Your assignment: Among the entries below, find every line that contains the string "struct", then copy it.
------------
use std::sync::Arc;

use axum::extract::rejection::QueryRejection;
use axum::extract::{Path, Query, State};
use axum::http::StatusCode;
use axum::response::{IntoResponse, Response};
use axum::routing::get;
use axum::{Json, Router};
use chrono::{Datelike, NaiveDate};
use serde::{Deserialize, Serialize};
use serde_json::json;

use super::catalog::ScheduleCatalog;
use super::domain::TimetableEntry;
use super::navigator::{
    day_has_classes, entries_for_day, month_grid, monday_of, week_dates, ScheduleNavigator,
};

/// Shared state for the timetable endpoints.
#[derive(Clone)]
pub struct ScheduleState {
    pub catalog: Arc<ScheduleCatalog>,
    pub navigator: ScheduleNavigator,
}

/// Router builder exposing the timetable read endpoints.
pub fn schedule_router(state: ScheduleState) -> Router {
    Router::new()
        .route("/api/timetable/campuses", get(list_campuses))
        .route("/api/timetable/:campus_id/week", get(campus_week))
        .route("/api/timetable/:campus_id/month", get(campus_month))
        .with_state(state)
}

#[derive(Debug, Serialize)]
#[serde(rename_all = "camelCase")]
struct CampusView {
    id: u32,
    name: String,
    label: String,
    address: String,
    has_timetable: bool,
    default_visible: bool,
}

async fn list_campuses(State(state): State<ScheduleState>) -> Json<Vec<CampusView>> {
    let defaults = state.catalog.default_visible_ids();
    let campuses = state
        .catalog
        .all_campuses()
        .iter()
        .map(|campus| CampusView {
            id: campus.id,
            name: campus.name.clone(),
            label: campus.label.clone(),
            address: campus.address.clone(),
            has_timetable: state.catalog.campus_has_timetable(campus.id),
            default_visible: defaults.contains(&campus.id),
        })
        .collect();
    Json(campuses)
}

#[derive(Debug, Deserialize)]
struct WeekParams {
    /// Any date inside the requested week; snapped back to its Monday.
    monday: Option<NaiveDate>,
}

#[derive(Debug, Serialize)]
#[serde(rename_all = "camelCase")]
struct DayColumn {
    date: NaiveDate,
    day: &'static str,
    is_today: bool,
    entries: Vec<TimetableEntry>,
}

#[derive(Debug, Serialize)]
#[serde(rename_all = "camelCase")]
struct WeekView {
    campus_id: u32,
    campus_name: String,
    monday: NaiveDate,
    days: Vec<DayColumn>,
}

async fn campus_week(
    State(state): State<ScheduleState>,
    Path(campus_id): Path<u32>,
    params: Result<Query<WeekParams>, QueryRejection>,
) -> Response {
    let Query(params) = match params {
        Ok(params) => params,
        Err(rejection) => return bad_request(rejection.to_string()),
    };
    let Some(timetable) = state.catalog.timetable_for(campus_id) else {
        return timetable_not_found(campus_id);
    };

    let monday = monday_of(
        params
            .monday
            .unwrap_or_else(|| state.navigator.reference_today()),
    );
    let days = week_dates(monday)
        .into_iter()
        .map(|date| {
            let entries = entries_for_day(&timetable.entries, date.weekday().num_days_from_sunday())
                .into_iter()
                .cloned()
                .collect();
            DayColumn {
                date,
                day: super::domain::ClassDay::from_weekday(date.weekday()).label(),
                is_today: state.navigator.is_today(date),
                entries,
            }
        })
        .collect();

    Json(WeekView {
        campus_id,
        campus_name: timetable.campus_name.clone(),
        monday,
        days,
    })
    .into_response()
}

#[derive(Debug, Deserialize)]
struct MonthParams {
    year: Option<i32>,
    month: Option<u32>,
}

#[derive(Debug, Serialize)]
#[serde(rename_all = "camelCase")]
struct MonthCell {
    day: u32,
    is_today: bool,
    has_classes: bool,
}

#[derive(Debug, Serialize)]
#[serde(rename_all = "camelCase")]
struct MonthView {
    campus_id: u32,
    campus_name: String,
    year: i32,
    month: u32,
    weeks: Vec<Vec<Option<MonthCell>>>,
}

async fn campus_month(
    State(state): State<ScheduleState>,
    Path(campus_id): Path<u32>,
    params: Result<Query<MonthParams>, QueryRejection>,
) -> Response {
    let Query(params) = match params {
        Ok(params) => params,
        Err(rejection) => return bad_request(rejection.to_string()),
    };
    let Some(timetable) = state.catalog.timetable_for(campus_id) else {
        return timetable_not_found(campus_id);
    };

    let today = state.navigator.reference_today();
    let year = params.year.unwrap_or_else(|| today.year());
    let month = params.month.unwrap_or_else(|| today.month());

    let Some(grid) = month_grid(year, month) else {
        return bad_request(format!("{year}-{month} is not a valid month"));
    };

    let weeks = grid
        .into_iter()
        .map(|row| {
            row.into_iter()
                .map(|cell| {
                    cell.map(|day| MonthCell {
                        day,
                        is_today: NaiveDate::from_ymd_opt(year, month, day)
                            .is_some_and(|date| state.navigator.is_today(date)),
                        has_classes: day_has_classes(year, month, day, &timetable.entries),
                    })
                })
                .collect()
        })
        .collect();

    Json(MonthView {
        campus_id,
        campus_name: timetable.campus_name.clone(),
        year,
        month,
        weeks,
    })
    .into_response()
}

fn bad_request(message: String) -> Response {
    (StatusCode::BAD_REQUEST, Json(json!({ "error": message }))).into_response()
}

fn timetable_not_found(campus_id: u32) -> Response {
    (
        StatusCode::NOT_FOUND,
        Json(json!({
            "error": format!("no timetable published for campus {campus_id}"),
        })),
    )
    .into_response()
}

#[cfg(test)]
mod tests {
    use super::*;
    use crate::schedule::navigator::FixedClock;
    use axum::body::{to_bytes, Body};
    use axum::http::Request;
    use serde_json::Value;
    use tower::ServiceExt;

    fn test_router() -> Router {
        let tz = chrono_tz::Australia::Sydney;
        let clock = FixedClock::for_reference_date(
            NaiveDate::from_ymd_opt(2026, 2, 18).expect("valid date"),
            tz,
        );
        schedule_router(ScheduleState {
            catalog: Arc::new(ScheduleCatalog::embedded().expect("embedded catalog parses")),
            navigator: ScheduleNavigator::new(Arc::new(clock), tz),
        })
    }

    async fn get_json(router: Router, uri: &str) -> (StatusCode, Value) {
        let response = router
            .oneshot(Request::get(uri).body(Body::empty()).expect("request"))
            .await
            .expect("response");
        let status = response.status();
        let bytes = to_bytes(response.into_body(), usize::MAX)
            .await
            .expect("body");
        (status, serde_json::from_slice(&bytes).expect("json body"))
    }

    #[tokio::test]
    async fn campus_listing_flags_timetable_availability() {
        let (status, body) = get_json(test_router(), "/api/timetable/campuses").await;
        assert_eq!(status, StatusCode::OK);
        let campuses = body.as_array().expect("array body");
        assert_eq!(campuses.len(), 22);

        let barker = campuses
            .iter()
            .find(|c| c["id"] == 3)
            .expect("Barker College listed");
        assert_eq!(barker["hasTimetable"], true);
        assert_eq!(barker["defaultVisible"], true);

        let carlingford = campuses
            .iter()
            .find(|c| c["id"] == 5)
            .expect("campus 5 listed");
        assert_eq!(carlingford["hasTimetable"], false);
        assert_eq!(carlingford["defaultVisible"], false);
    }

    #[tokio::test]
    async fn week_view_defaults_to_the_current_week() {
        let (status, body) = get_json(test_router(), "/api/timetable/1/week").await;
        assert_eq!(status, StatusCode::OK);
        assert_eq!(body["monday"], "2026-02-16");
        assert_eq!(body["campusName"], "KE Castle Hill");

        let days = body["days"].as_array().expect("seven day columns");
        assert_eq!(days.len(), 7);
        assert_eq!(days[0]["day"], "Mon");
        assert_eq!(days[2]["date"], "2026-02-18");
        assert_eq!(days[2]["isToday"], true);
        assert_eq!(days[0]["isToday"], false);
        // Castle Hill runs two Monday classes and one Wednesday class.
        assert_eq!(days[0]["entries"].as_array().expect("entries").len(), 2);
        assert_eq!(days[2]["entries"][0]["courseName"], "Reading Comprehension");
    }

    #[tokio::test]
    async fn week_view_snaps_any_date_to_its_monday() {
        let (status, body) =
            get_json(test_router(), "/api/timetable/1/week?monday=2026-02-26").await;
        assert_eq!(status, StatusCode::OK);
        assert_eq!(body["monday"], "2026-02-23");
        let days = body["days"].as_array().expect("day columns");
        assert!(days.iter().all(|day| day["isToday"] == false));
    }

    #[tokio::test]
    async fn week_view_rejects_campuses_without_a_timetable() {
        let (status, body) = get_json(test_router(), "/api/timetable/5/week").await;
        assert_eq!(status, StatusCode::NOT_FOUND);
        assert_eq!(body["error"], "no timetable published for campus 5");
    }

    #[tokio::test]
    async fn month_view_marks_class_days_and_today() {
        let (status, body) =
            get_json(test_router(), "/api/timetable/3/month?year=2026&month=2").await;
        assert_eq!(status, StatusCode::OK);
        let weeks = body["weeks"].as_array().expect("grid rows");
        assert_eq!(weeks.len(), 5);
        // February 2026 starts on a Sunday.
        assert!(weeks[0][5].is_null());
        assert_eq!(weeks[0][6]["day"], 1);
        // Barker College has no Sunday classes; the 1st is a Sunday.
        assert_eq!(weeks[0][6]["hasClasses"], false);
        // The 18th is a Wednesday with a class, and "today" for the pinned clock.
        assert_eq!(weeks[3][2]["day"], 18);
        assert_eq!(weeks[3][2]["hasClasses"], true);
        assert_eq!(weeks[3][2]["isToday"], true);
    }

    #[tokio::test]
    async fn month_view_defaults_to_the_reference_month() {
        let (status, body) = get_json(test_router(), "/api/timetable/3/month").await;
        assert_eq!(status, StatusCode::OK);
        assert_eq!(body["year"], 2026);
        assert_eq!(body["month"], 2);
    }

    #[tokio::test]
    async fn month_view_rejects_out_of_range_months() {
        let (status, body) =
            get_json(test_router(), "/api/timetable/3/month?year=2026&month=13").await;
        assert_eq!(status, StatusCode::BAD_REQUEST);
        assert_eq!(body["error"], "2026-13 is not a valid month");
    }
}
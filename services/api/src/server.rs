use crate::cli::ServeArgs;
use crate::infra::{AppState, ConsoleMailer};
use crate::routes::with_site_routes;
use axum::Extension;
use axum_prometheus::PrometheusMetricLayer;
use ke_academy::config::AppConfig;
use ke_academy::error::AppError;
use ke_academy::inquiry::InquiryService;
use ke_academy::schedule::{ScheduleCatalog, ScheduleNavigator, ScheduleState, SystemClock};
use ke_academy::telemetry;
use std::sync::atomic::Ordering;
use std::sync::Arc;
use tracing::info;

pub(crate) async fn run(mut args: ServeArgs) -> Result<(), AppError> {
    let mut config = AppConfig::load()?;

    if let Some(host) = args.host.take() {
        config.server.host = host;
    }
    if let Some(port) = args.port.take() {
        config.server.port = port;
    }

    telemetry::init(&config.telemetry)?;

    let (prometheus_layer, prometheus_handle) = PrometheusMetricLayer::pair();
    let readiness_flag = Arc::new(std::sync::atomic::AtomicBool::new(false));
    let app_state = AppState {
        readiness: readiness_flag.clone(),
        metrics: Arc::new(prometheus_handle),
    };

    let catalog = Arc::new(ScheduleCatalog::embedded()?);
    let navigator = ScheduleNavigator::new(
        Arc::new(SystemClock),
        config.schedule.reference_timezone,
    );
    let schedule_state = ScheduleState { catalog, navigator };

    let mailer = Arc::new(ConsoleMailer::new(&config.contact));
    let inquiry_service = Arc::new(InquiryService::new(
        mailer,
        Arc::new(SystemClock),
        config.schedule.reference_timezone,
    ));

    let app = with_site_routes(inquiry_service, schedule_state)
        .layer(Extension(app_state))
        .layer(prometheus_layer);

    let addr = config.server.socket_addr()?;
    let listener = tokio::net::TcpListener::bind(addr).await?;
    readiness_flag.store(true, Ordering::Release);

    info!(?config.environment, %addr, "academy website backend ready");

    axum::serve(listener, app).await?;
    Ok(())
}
------------
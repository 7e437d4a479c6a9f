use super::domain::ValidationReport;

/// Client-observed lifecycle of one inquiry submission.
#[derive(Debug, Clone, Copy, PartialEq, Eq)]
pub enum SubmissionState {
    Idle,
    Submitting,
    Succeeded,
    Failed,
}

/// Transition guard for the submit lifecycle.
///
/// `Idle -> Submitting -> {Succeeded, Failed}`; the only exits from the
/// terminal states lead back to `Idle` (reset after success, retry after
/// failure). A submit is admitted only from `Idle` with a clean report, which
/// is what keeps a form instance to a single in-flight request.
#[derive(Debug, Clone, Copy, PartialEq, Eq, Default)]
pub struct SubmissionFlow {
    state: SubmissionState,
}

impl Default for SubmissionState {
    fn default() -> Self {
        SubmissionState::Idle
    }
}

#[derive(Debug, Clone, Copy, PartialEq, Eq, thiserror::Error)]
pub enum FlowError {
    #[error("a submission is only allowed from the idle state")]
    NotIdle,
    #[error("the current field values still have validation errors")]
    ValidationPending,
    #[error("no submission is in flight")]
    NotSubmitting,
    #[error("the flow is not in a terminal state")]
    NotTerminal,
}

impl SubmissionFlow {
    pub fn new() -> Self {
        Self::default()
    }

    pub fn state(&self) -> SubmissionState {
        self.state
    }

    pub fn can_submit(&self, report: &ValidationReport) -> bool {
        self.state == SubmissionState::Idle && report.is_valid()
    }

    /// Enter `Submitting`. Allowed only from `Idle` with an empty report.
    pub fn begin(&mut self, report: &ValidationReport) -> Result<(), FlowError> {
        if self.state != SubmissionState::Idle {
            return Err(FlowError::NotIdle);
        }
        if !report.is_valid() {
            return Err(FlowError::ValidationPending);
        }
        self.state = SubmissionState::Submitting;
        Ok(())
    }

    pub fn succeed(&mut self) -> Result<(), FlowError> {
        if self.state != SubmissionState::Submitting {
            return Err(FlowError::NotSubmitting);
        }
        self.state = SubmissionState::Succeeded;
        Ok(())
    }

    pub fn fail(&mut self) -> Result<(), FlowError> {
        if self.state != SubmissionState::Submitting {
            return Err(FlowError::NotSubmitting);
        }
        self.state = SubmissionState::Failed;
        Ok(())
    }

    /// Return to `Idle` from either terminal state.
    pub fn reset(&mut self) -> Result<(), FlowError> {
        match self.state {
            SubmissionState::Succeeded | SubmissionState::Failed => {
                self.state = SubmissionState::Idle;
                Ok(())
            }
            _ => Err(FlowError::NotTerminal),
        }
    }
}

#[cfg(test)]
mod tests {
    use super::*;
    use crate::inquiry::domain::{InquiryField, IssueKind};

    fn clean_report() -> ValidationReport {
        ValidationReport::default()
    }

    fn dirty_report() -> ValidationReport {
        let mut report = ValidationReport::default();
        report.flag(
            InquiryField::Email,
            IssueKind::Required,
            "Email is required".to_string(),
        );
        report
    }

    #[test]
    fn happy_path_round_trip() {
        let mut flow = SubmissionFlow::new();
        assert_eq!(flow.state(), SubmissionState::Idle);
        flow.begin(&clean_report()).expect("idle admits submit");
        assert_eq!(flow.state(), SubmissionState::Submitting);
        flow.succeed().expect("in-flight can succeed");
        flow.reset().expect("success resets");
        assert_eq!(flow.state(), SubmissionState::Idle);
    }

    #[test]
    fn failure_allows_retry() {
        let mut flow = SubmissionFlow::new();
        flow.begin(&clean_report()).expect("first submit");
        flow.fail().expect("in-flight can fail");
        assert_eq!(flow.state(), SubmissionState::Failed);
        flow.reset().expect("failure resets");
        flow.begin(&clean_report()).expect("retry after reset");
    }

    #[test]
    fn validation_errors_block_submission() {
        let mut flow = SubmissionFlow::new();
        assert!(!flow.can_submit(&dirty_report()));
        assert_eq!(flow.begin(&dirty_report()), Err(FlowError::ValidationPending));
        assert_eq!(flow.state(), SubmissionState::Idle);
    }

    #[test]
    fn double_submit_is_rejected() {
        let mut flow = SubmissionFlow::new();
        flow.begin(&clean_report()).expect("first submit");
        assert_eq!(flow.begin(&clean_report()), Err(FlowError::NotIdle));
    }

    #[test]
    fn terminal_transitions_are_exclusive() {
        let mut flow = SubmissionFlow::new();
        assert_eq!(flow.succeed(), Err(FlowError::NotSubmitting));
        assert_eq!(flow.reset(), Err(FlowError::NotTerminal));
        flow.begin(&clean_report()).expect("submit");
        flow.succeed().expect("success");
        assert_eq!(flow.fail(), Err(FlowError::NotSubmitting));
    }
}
------------
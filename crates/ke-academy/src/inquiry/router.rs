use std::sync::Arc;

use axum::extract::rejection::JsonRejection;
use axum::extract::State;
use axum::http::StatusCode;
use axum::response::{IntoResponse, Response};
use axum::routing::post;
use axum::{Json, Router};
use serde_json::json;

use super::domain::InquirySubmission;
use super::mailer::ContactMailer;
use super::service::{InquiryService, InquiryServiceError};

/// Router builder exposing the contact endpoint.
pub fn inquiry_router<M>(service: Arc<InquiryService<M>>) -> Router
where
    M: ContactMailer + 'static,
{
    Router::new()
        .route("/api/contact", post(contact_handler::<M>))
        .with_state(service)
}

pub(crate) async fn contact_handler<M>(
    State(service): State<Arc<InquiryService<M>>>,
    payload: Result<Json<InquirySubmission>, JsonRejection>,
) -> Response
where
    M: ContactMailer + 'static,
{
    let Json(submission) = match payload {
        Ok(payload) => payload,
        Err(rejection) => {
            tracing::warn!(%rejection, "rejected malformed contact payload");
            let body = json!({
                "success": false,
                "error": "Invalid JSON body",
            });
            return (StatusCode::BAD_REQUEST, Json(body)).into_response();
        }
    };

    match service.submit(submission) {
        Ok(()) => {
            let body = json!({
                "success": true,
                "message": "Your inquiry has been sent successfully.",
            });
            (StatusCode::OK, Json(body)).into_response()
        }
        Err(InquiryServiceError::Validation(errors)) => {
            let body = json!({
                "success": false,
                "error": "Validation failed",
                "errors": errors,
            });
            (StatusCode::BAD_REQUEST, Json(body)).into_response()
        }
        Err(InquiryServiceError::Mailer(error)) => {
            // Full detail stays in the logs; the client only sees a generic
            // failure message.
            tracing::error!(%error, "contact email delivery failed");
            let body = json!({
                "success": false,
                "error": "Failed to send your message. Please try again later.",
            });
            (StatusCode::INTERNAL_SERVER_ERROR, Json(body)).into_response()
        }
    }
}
------------
Output below:
pub struct ScheduleState {
struct CampusView {
struct WeekParams {
struct DayColumn {
struct WeekView {
struct MonthParams {
struct MonthCell {
struct MonthView {
pub struct SubmissionFlow {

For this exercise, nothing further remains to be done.